## PROBLEM REQUIREMENTS
Only lines holding "opts" are wanted; copy each of them from the records below.

## RECORDS SUPPLIED
----

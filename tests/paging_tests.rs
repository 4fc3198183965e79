mod helpers;

use helpers::*;
use serde_json::json;

use chatlab_core::query::messages::{self, Cursor, SearchSpec};
use chatlab_core::types::QueryFilter;

const BASE: i64 = 1_699_963_200;

fn seeded(dirs: &chatlab_core::AppDirs, n: i64) -> String {
    let rows: Vec<serde_json::Value> = (0..n)
        .map(|i| {
            let sender = if i % 2 == 0 { ("10", "A") } else { ("11", "B") };
            msg(sender.0, sender.1, BASE + i, &format!("message {i}"))
        })
        .collect();
    let export = chatlab_export(
        "G",
        "qq",
        json!([member("10", "A"), member("11", "B")]),
        json!(rows),
    );
    let path = write_json(&dirs.temp(), "paging.json", &export);
    import_file(dirs, &path).session_id
}

#[test]
fn before_and_after_page_strictly_around_the_cursor() {
    let (_tmp, dirs) = test_dirs();
    let store = open_session(&dirs, &seeded(&dirs, 10));
    let spec = SearchSpec::default();

    let recent = messages::recent(&store, &spec, 4).unwrap();
    assert_eq!(recent.messages.len(), 4);
    assert!(recent.has_more);
    // ascending ids, ending at the newest
    let ids: Vec<i64> = recent.messages.iter().map(|m| m.id).collect();
    assert_eq!(ids, vec![7, 8, 9, 10]);

    let before = messages::page(&store, &spec, Cursor::Before(Some(7)), 3).unwrap();
    let ids: Vec<i64> = before.messages.iter().map(|m| m.id).collect();
    assert_eq!(ids, vec![4, 5, 6]);
    assert!(before.has_more);

    let after = messages::page(&store, &spec, Cursor::After(8), 5).unwrap();
    let ids: Vec<i64> = after.messages.iter().map(|m| m.id).collect();
    assert_eq!(ids, vec![9, 10]);
    assert!(!after.has_more);
}

#[test]
fn has_more_growth_is_monotone() {
    let (_tmp, dirs) = test_dirs();
    let store = open_session(&dirs, &seeded(&dirs, 8));
    let spec = SearchSpec::default();

    for n in 1..7 {
        let page_n = messages::page(&store, &spec, Cursor::Before(Some(8)), n).unwrap();
        if page_n.has_more {
            let page_n1 = messages::page(&store, &spec, Cursor::Before(Some(8)), n + 1).unwrap();
            assert!(page_n1.messages.len() >= n + 1);
        }
    }
}

#[test]
fn keyword_or_group_matches_any_keyword() {
    let (_tmp, dirs) = test_dirs();
    let export = chatlab_export(
        "G",
        "qq",
        json!([member("10", "A")]),
        json!([
            msg("10", "A", BASE, "apples are fine"),
            msg("10", "A", BASE + 1, "bananas too"),
            msg("10", "A", BASE + 2, "cherries neither"),
            msg("10", "A", BASE + 3, "100% guaranteed"),
        ]),
    );
    let path = write_json(&dirs.temp(), "kw.json", &export);
    let store = open_session(&dirs, &import_file(&dirs, &path).session_id);

    let spec = SearchSpec {
        keywords: vec!["apples".into(), "bananas".into()],
        ..Default::default()
    };
    let found = messages::search(&store, &spec).unwrap();
    assert_eq!(found.messages.len(), 2);

    // LIKE wildcards in keywords are literals
    let spec = SearchSpec {
        keywords: vec!["100%".into()],
        ..Default::default()
    };
    let found = messages::search(&store, &spec).unwrap();
    assert_eq!(found.messages.len(), 1);
    assert_eq!(found.messages[0].content.as_deref(), Some("100% guaranteed"));
}

#[test]
fn sender_filter_composes_with_keywords() {
    let (_tmp, dirs) = test_dirs();
    let store = open_session(&dirs, &seeded(&dirs, 10));
    let sender_b = store.member_id("11").unwrap().unwrap();

    let spec = SearchSpec {
        sender_id: Some(sender_b),
        keywords: vec!["message".into()],
        ..Default::default()
    };
    let found = messages::search(&store, &spec).unwrap();
    assert_eq!(found.messages.len(), 5);
    assert!(found.messages.iter().all(|m| m.sender_id == sender_b));
}

#[test]
fn context_unions_and_deduplicates_windows() {
    let (_tmp, dirs) = test_dirs();
    let store = open_session(&dirs, &seeded(&dirs, 10));

    // overlapping windows around 4 and 6 collapse into one run
    let rows = messages::context(&store, &[4, 6], 2).unwrap();
    let ids: Vec<i64> = rows.iter().map(|m| m.id).collect();
    assert_eq!(ids, vec![2, 3, 4, 5, 6, 7, 8]);

    // disjoint windows stay separate but ordered
    let rows = messages::context(&store, &[9, 2], 0).unwrap();
    let ids: Vec<i64> = rows.iter().map(|m| m.id).collect();
    assert_eq!(ids, vec![2, 9]);
}

#[test]
fn between_respects_filter_and_bounds() {
    let (_tmp, dirs) = test_dirs();
    let store = open_session(&dirs, &seeded(&dirs, 10));

    let rows = messages::between(&store, &QueryFilter::default(), BASE + 2, BASE + 5, 100).unwrap();
    assert_eq!(rows.len(), 4); // inclusive bounds
    assert!(rows.iter().all(|m| m.timestamp >= BASE + 2 && m.timestamp <= BASE + 5));
}

#[test]
fn filter_with_context_wraps_each_match() {
    let (_tmp, dirs) = test_dirs();
    let store = open_session(&dirs, &seeded(&dirs, 10));

    let spec = SearchSpec {
        keywords: vec!["message 4".into()],
        ..Default::default()
    };
    let matches = messages::filter_with_context(&store, &spec, 1).unwrap();
    assert_eq!(matches.len(), 1);
    assert_eq!(matches[0].matched_id, 5); // ids are 1-based
    let ids: Vec<i64> = matches[0].messages.iter().map(|m| m.id).collect();
    assert_eq!(ids, vec![4, 5, 6]);
}
//! Parser for DiscordChatExporter single-channel JSON exports.

use std::collections::HashMap;
use std::fs::File;
use std::path::Path;

use anyhow::Result;
use serde::Deserialize;

use crate::parse::json_scan::JsonScanner;
use crate::parse::{timestamp, ParseOptions, ParseProgress, ParseSink, ParseSummary};
use crate::types::{MessageType, ParsedMeta, Platform, RawMember, RawMessage, SessionKind};

#[derive(Deserialize, Default)]
struct Guild {
    name: Option<String>,
}

#[derive(Deserialize, Default)]
#[serde(rename_all = "camelCase")]
struct Channel {
    id: Option<String>,
    #[serde(rename = "type")]
    kind: Option<String>,
    name: Option<String>,
}

#[derive(Deserialize)]
#[serde(rename_all = "camelCase")]
struct Author {
    id: Option<String>,
    name: Option<String>,
    nickname: Option<String>,
    avatar_url: Option<String>,
}

#[derive(Deserialize)]
#[serde(rename_all = "camelCase")]
struct Attachment {
    url: Option<String>,
    file_name: Option<String>,
}

#[derive(Deserialize)]
#[serde(rename_all = "camelCase")]
struct WireMessage {
    #[serde(rename = "type")]
    kind: Option<String>,
    timestamp: Option<serde_json::Value>,
    content: Option<String>,
    author: Option<Author>,
    #[serde(default)]
    attachments: Vec<Attachment>,
    #[serde(default)]
    stickers: Vec<serde_json::Value>,
}

pub fn parse(path: &Path, opts: &ParseOptions, sink: &mut dyn ParseSink) -> Result<ParseSummary> {
    let total_bytes = std::fs::metadata(path)?.len();
    let file = File::open(path)?;
    let mut scanner = JsonScanner::new(file);

    let mut summary = ParseSummary::default();
    let mut batch: Vec<RawMessage> = Vec::with_capacity(opts.batch_size);
    let mut elem: Vec<u8> = Vec::new();
    let mut roster: Vec<RawMember> = Vec::new();
    let mut roster_index: HashMap<String, usize> = HashMap::new();

    // guild and channel both feed the meta; the export writes guild first.
    let mut guild = Guild::default();
    let mut meta_sent = false;

    scanner.begin_object()?;
    while let Some(key) = scanner.next_key()? {
        match key.as_str() {
            "guild" => {
                guild = serde_json::from_value(scanner.read_value()?).unwrap_or_default();
            }
            "channel" => {
                let channel: Channel =
                    serde_json::from_value(scanner.read_value()?).unwrap_or_default();
                sink.on_meta(channel_meta(&guild, &channel))?;
                meta_sent = true;
            }
            "messages" => {
                scanner.begin_array()?;
                while scanner.next_element(&mut elem)? {
                    match to_raw_message(&elem) {
                        Some(msg) => {
                            observe_sender(&mut roster, &mut roster_index, &elem, &msg);
                            batch.push(msg);
                        }
                        None => summary.dropped += 1,
                    }
                    if batch.len() >= opts.batch_size {
                        opts.abort.check()?;
                        flush(sink, &mut batch, &mut summary, &scanner, total_bytes)?;
                    }
                }
            }
            _ => scanner.skip_value()?,
        }
    }

    if !meta_sent {
        sink.on_meta(channel_meta(&guild, &Channel::default()))?;
    }
    if !batch.is_empty() {
        flush(sink, &mut batch, &mut summary, &scanner, total_bytes)?;
    }
    sink.on_members(roster)?;
    summary.bytes_read = scanner.bytes_consumed();
    sink.on_progress(ParseProgress {
        bytes_read: summary.bytes_read,
        total_bytes,
        messages_seen: summary.messages,
    })?;
    Ok(summary)
}

fn channel_meta(guild: &Guild, channel: &Channel) -> ParsedMeta {
    let name = match (&guild.name, &channel.name) {
        (Some(g), Some(c)) => format!("{g} #{c}"),
        (None, Some(c)) => c.clone(),
        (Some(g), None) => g.clone(),
        (None, None) => "Discord channel".to_string(),
    };
    let kind = match channel.kind.as_deref() {
        Some("DirectTextChat") => SessionKind::Private,
        _ => SessionKind::Group,
    };
    ParsedMeta {
        name,
        platform: Platform::Discord,
        kind,
        group_id: channel.id.clone(),
        group_avatar: None,
    }
}

fn to_raw_message(elem: &[u8]) -> Option<RawMessage> {
    let wire: WireMessage = serde_json::from_slice(elem).ok()?;
    let msg_type = map_type(&wire);
    let author = wire.author?;
    let sender = author.id.filter(|s| !s.is_empty())?;
    let ts = timestamp::normalize(&wire.timestamp?)?;

    let content = wire.content.filter(|c| !c.is_empty()).or_else(|| {
        wire.attachments
            .first()
            .and_then(|a| a.url.clone().or_else(|| a.file_name.clone()))
    });

    Some(RawMessage {
        account_name: author.name.unwrap_or_else(|| sender.clone()),
        sender_platform_id: sender,
        group_nickname: author.nickname,
        timestamp: ts,
        msg_type,
        content,
    })
}

fn map_type(wire: &WireMessage) -> MessageType {
    match wire.kind.as_deref() {
        Some("Default") | None => {
            if let Some(att) = wire.attachments.first() {
                if is_image_name(att.file_name.as_deref().or(att.url.as_deref())) {
                    MessageType::Image
                } else {
                    MessageType::File
                }
            } else if !wire.stickers.is_empty() {
                MessageType::Emoji
            } else {
                MessageType::Text
            }
        }
        Some("Reply") => MessageType::Reply,
        Some("Call") => MessageType::Call,
        Some("RecipientAdd") | Some("RecipientRemove") | Some("ChannelNameChange")
        | Some("ChannelIconChange") | Some("ChannelPinnedMessage") | Some("GuildMemberJoin")
        | Some("ThreadCreated") => MessageType::System,
        Some(_) => MessageType::Other,
    }
}

fn is_image_name(name: Option<&str>) -> bool {
    let name = match name {
        Some(n) => n.to_ascii_lowercase(),
        None => return false,
    };
    // strip query strings on CDN urls
    let name = name.split('?').next().unwrap_or(&name);
    [".png", ".jpg", ".jpeg", ".gif", ".webp"]
        .iter()
        .any(|ext| name.ends_with(ext))
}

fn observe_sender(
    roster: &mut Vec<RawMember>,
    index: &mut HashMap<String, usize>,
    elem: &[u8],
    msg: &RawMessage,
) {
    if index.contains_key(&msg.sender_platform_id) {
        return;
    }
    // re-read the author for the avatar url; the message kept only names
    let avatar = serde_json::from_slice::<WireMessage>(elem)
        .ok()
        .and_then(|w| w.author)
        .and_then(|a| a.avatar_url);
    index.insert(msg.sender_platform_id.clone(), roster.len());
    roster.push(RawMember {
        platform_id: msg.sender_platform_id.clone(),
        account_name: msg.account_name.clone(),
        group_nickname: msg.group_nickname.clone(),
        avatar,
    });
}

fn flush<R: std::io::Read>(
    sink: &mut dyn ParseSink,
    batch: &mut Vec<RawMessage>,
    summary: &mut ParseSummary,
    scanner: &JsonScanner<R>,
    total_bytes: u64,
) -> Result<()> {
    summary.messages += batch.len() as u64;
    sink.on_messages(std::mem::take(batch))?;
    sink.on_progress(ParseProgress {
        bytes_read: scanner.bytes_consumed(),
        total_bytes,
        messages_seen: summary.messages,
    })?;
    Ok(())
}

#[cfg(test)]
mod tests {
    use super::*;

    fn wire(kind: &str, attachments: Vec<Attachment>, stickers: usize) -> WireMessage {
        WireMessage {
            kind: Some(kind.to_string()),
            timestamp: None,
            content: None,
            author: None,
            attachments,
            stickers: vec![serde_json::Value::Null; stickers],
        }
    }

    #[test]
    fn attachments_drive_default_type() {
        let img = wire(
            "Default",
            vec![Attachment {
                url: Some("https://cdn.example/a.PNG?size=1024".into()),
                file_name: None,
            }],
            0,
        );
        assert_eq!(map_type(&img), MessageType::Image);

        let file = wire(
            "Default",
            vec![Attachment {
                url: None,
                file_name: Some("notes.pdf".into()),
            }],
            0,
        );
        assert_eq!(map_type(&file), MessageType::File);
    }

    #[test]
    fn stickers_and_system_kinds_map() {
        assert_eq!(map_type(&wire("Default", Vec::new(), 1)), MessageType::Emoji);
        assert_eq!(
            map_type(&wire("GuildMemberJoin", Vec::new(), 0)),
            MessageType::System
        );
        assert_eq!(map_type(&wire("Slash", Vec::new(), 0)), MessageType::Other);
    }
}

----

## WRITTEN RESPONSE
pub fn parse(path: &Path, opts: &ParseOptions, sink: &mut dyn ParseSink) -> Result<ParseSummary> {
    let mut batch: Vec<RawMessage> = Vec::with_capacity(opts.batch_size);
                    if batch.len() >= opts.batch_size {
                        opts.abort.check()?;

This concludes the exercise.